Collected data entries

========================================================================

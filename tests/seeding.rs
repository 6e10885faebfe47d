mod common;

use std::cell::RefCell;

use common::{RecordingStore, StoreFailure};
use curriculum::seed::{transform_extraction, ModuleSeed, DEFAULT_CATEGORY};
use curriculum::store::{EntityKind, Owner};
use curriculum::{seed_module, SeedProgress, SeedStage, Seeder};
use serde_json::json;

use EntityKind::*;

// 3 content lessons, one 2-question quiz: [L1, L2, L3, Knowledge Check 1]
fn module() -> ModuleSeed {
    transform_extraction(&common::extraction(3, 20, 2), DEFAULT_CATEGORY).unwrap()
}

fn owner() -> Owner {
    Owner::new("user-7", "imo-3")
}

#[test]
fn creates_records_strictly_in_order() {
    let store = RecordingStore::default();
    let owner = owner();
    seed_module(&store, &module(), &owner, None).unwrap();

    assert_eq!(
        store.kinds(),
        [
            Module,
            Lesson, ContentBlock,
            Lesson, ContentBlock,
            Lesson, ContentBlock,
            Lesson, Quiz, Question, Option, Option, Question, Option, Option,
        ]
    );
}

#[test]
fn records_reference_their_parents() {
    let store = RecordingStore::default();
    let owner = owner();
    let created = seed_module(&store, &module(), &owner, None).unwrap();

    assert_eq!(created.field("created_by"), Some(&json!("user-7")));
    assert_eq!(created.field("imo_id"), Some(&json!("imo-3")));
    assert_eq!(created.field("difficulty_level"), Some(&json!("intermediate")));

    let lessons = store.records_of(Lesson);
    for (i, lesson) in lessons.iter().enumerate() {
        assert_eq!(lesson.field("module_id"), Some(&json!(created.id)));
        assert_eq!(lesson.field("sort_order"), Some(&json!(i)));
        assert_eq!(lesson.field("imo_id"), Some(&json!("imo-3")));
    }
    assert_eq!(lessons[3].field("lesson_type"), Some(&json!("quiz")));

    let quiz = &store.records_of(Quiz)[0];
    assert_eq!(quiz.field("lesson_id"), Some(&json!(lessons[3].id)));
    assert_eq!(quiz.field("pass_threshold"), Some(&json!(70)));

    let questions = store.records_of(Question);
    assert_eq!(questions[1].field("sort_order"), Some(&json!(1)));
    assert_eq!(questions[1].field("quiz_id"), Some(&json!(quiz.id)));

    let options = store.records_of(Option);
    assert_eq!(options[2].field("question_id"), Some(&json!(questions[1].id)));
    assert_eq!(options[3].field("sort_order"), Some(&json!(1)));
    assert_eq!(options[3].field("is_correct"), Some(&json!(false)));
    assert!(options[0].field("imo_id").is_none());
}

#[test]
fn reports_progress_per_lesson_then_done() {
    let store = RecordingStore::default();
    let owner = owner();
    let events = RefCell::new(Vec::<SeedProgress>::new());
    let mut listener = |p: &SeedProgress| events.borrow_mut().push(p.clone());

    seed_module(&store, &module(), &owner, Some(&mut listener)).unwrap();

    let events = events.into_inner();
    assert_eq!(events.len(), 5);
    assert!(events[..4].iter().all(|e| e.stage == SeedStage::Inserting));
    assert_eq!(events[0].message, "Creating lesson 1/4: \"Lesson 1\"");
    let counter = events[3].lesson_progress.unwrap();
    assert_eq!((counter.current, counter.total), (4, 4));
    assert_eq!(events[4].stage, SeedStage::Done);
    assert!(events
        .iter()
        .all(|e| e.stage != SeedStage::Extracting && e.stage != SeedStage::Transforming));
}

#[test]
fn third_lesson_failure_propagates_unchanged() {
    let store = RecordingStore::failing_on(Lesson, 3);
    let owner = owner();
    let mut seeder = Seeder::new(&store, &owner);

    let err = seeder.seed(&module()).unwrap_err();
    assert_eq!(err, StoreFailure("insert into training_lessons rejected".into()));

    assert_eq!(
        store.kinds(),
        [Module, Lesson, ContentBlock, Lesson, ContentBlock]
    );

    let progress = seeder.progress().unwrap();
    assert_eq!(progress.stage, SeedStage::Error);
    assert_eq!(progress.message, "insert into training_lessons rejected");
}

#[test]
fn child_failure_leaves_earlier_siblings() {
    let store = RecordingStore::failing_on(Option, 3);
    let owner = owner();
    let err = seed_module(&store, &module(), &owner, None).unwrap_err();

    assert_eq!(err.0, "insert into training_quiz_options rejected");
    assert_eq!(store.records_of(Question).len(), 2);
    assert_eq!(store.records_of(Option).len(), 2);
}

#[test]
fn compensation_deletes_newest_first() {
    let store = RecordingStore::failing_on(Lesson, 2);
    let owner = owner();
    let mut seeder = Seeder::new(&store, &owner);
    seeder.seed(&module()).unwrap_err();

    assert_eq!(seeder.created().len(), 3);
    assert_eq!(seeder.compensate(), 0);
    assert!(seeder.created().is_empty());

    let deleted = store.deleted.borrow();
    assert_eq!(
        *deleted,
        vec![
            (ContentBlock, "training_lesson_content-1".to_string()),
            (Lesson, "training_lessons-1".to_string()),
            (Module, "training_modules-1".to_string()),
        ]
    );
}

#[test]
fn module_failure_creates_nothing() {
    let store = RecordingStore::failing_on(Module, 1);
    let owner = owner();
    let mut seeder = Seeder::new(&store, &owner);

    assert!(seeder.seed(&module()).is_err());
    assert!(store.kinds().is_empty());
    assert!(seeder.created().is_empty());
}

========================================================================

• Problem to work on:
Repeat exactly, and only, the lines of the records above, starting with the line that contains "let deleted = store.deleted.borrow();" and ending with the final line, both included.

• Solution:
    let deleted = store.deleted.borrow();
    assert_eq!(
        *deleted,
        vec![
            (ContentBlock, "training_lesson_content-1".to_string()),
            (Lesson, "training_lessons-1".to_string()),
            (Module, "training_modules-1".to_string()),
        ]
    );
}

#[test]
fn module_failure_creates_nothing() {
    let store = RecordingStore::failing_on(Module, 1);
    let owner = owner();
    let mut seeder = Seeder::new(&store, &owner);

    assert!(seeder.seed(&module()).is_err());
    assert!(store.kinds().is_empty());
    assert!(seeder.created().is_empty());
}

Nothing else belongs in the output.